Un livre retrace l’envers de la Belle Époque, qui, de 1890 à 1914, fut particulièrement marquée par de violents conflits sociaux. Le temps des révoltes, livre d’Anne Steiner, les racontent précisément. Par les mots mais aussi par les... cartes postales, grande nouveauté de l’époque, qui permettait de ne pas passer par les grands canaux de l’information.

Le Temps des révoltes. Une histoire en cartes postales des luttes sociales à la Belle Époque , d’Anne Steiner, publié le 14 octobre 2015 aux éditions L’Échappée. 176 pages, environ 19 euros.

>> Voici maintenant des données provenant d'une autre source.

impl CensusTable {
    /// Load and reshape a census file.
    pub fn load(path: &Path, id_column: &str) -> Result<(Self, ReshapeReport), CensusLoadError> {
        let wide = read_wide_table(path, id_column)?;
        let (table, report) = Self::reshape(&wide);

        for column in &report.malformed_columns {
            warn!(%column, "census column lacks a _<year> suffix; skipped");
        }
        if report.rows_without_key > 0 {
            warn!(rows = report.rows_without_key, "census rows without a usable key skipped");
        }
        if report.duplicate_records > 0 {
            warn!(
                duplicates = report.duplicate_records,
                "duplicate census records after key normalization; first occurrence kept"
            );
        }
        if report.unparsable_cells > 0 {
            warn!(cells = report.unparsable_cells, "non-numeric census cells treated as absent");
        }
        info!(
            path = %path.display(),
            rows = wide.rows.len(),
            records = table.len(),
            "loaded census table"
        );

        Ok((table, report))
    }

    /// Unpivot a wide table into one record per (division, variable, year).
    pub fn reshape(wide: &WideTable) -> (Self, ReshapeReport) {
        let mut report = ReshapeReport {
            unparsable_cells: wide.unparsable_cells,
            ..ReshapeReport::default()
        };

        let splits: Vec<Option<(&str, &str)>> = wide
            .columns
            .iter()
            .map(|name| split_column_name(name))
            .collect();
        report.malformed_columns = wide
            .columns
            .iter()
            .zip(&splits)
            .filter(|(_, split)| split.is_none())
            .map(|(name, _)| name.clone())
            .collect();

        let mut table = Self::default();
        let mut seen: HashMap<Selection, HashSet<String>> = HashMap::new();

        for row in &wide.rows {
            let join_key = normalize_optional_key(row.id.as_deref());
            if join_key.is_empty() {
                report.rows_without_key += 1;
                continue;
            }

            for (split, value) in splits.iter().zip(&row.values) {
                let Some((variable, year)) = split else {
                    continue;
                };
                let selection = Selection::new(*year, *variable);
                let keys = seen.entry(selection.clone()).or_default();
                if !keys.insert(join_key.clone()) {
                    report.duplicate_records += 1;
                    continue;
                }

                table
                    .by_selection
                    .entry(selection)
                    .or_default()
                    .push(table.records.len());
                table.records.push(CensusRecord {
                    join_key: join_key.clone(),
                    year: (*year).to_owned(),
                    variable: (*variable).to_owned(),
                    value: *value,
                });
            }
        }

        (table, report)
    }

    pub fn records(&self) -> &[CensusRecord] {
        &self.records
    }

    pub fn len(&self) -> usize {
        self.records.len()
    }

    pub fn is_empty(&self) -> bool {
        self.records.is_empty()
    }

    /// Records for one (year, variable), absent values included.
    pub fn records_for<'a>(
        &'a self,
        selection: &Selection,
    ) -> impl Iterator<Item = &'a CensusRecord> + use<'a> {
        self.by_selection
            .get(selection)
            .into_iter()
            .flatten()
            .map(|&i| &self.records[i])
    }

    pub fn catalog(&self) -> SelectionCatalog {
        SelectionCatalog::from_selections(self.by_selection.keys())
    }
}
use super::cursor::ByteCursor;
use crate::error::DecodeError;

/// Leading flag bits of a measurement characteristic
///
/// Bit numbering starts at the least significant bit. The flags are read once
/// per packet and then queried by bit position; each decoder names its own bits.
#[derive(Debug, Clone, Copy, PartialEq, Eq, Default)]
pub struct FlagField(u16);

impl FlagField {
    /// Wrap a raw flag value
    #[must_use]
    pub const fn new(bits: u16) -> Self {
        Self(bits)
    }

    /// Read a one-byte flag field
    ///
    /// # Errors
    ///
    /// Returns [`DecodeError::TruncatedPacket`] on an empty packet.
    pub fn read_u8(cursor: &mut ByteCursor<'_>) -> Result<Self, DecodeError> {
        cursor.read_u8().map(|bits| Self(u16::from(bits)))
    }

    /// Read a two-byte little-endian flag field
    ///
    /// # Errors
    ///
    /// Returns [`DecodeError::TruncatedPacket`] if fewer than 2 bytes remain.
    pub fn read_u16(cursor: &mut ByteCursor<'_>) -> Result<Self, DecodeError> {
        cursor.read_u16().map(Self)
    }

    /// Check whether `bit` is set
    #[must_use]
    pub const fn is_set(self, bit: u8) -> bool {
        bit < 16 && (self.0 >> bit) & 1 != 0
    }

    /// Get the raw flag value
    #[must_use]
    pub const fn bits(self) -> u16 {
        self.0
    }

    /// Return a copy with `bit` set when `condition` holds
    ///
    /// Bits outside the 16-bit field are ignored.
    #[must_use]
    pub const fn with(self, bit: u8, condition: bool) -> Self {
        if condition && bit < 16 {
            Self(self.0 | (1 << bit))
        } else {
            self
        }
    }
}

Le Belle Époque, expression datant de 1919, ne le fut pas toujours pour tout le monde. Des dernières années du XIXe jusqu’au début de la Grande Guerre, le sang coula pour obtenir des acquis sociaux régulièrement attaqués de nos jours. Le livre Le temps des révoltes s’attache tout particulièrement à la période 1900-1914 qui vit une explosion des conflits sociaux : 830 grèves en 1905 et 1309 l’année suivante, puis 1 000 à 1 500 grèves par an jusqu’en 1913, selon l’auteur, Anne Steiner, maÎtre de conférences en sociologie à l’université de Paris-Nanterre. L’ouvrage, particulièrement précis et documenté, retrace en détails les évènements, qui se déroulèrent entre autres en 1905 à Limoges et en 1907 à Nantes et à Raon-L’Étape, ainsi que les grèves des cheminots de 1910 et les soulèvements des viticulteurs languedociens (1907) et champenois (1911). Parmi les revendications et motifs de grève : la baisse des salaires par des employeurs invoquant celle de la production ou une concurrence accrue, les licenciements pour manque de productivité, l’arbitraire de certains contremaîtres, le harcèlement sexuel envers les femmes, le temps de travail, la reconnaissance syndicale et la dignité. Ce qui ne manque pas d’écho aujourd’hui. Les radicaux et socialistes modérés proches des milieux industriels n’hésitèrent pas à répliquer par une violente répression en faisant donner la troupe. Clémenceau versus Jaurès. L’originalité du livre d’Anne Steiner tient aussi dans le fait qu’il soit abondamment illustré par des... cartes postales. Elles étaient alors un moyen de communication en pleine explosion. À peine prises, les photos étaient éditées en cartes postales et envoyées à un moment où la presse n’utilisait que chichement des clichés plutôt de mauvaise qualité. Ainsi existent des milliers de cartes postales, témoignant des conflits sociaux de l’époque : charges de l’armée, dégâts, victimes, barricades,, ou les soupes de soutien. Une utilisation des nouvelles technologies, doublant les médias traditionnels. Un peu comme les réseaux sociaux d’aujourd’hui...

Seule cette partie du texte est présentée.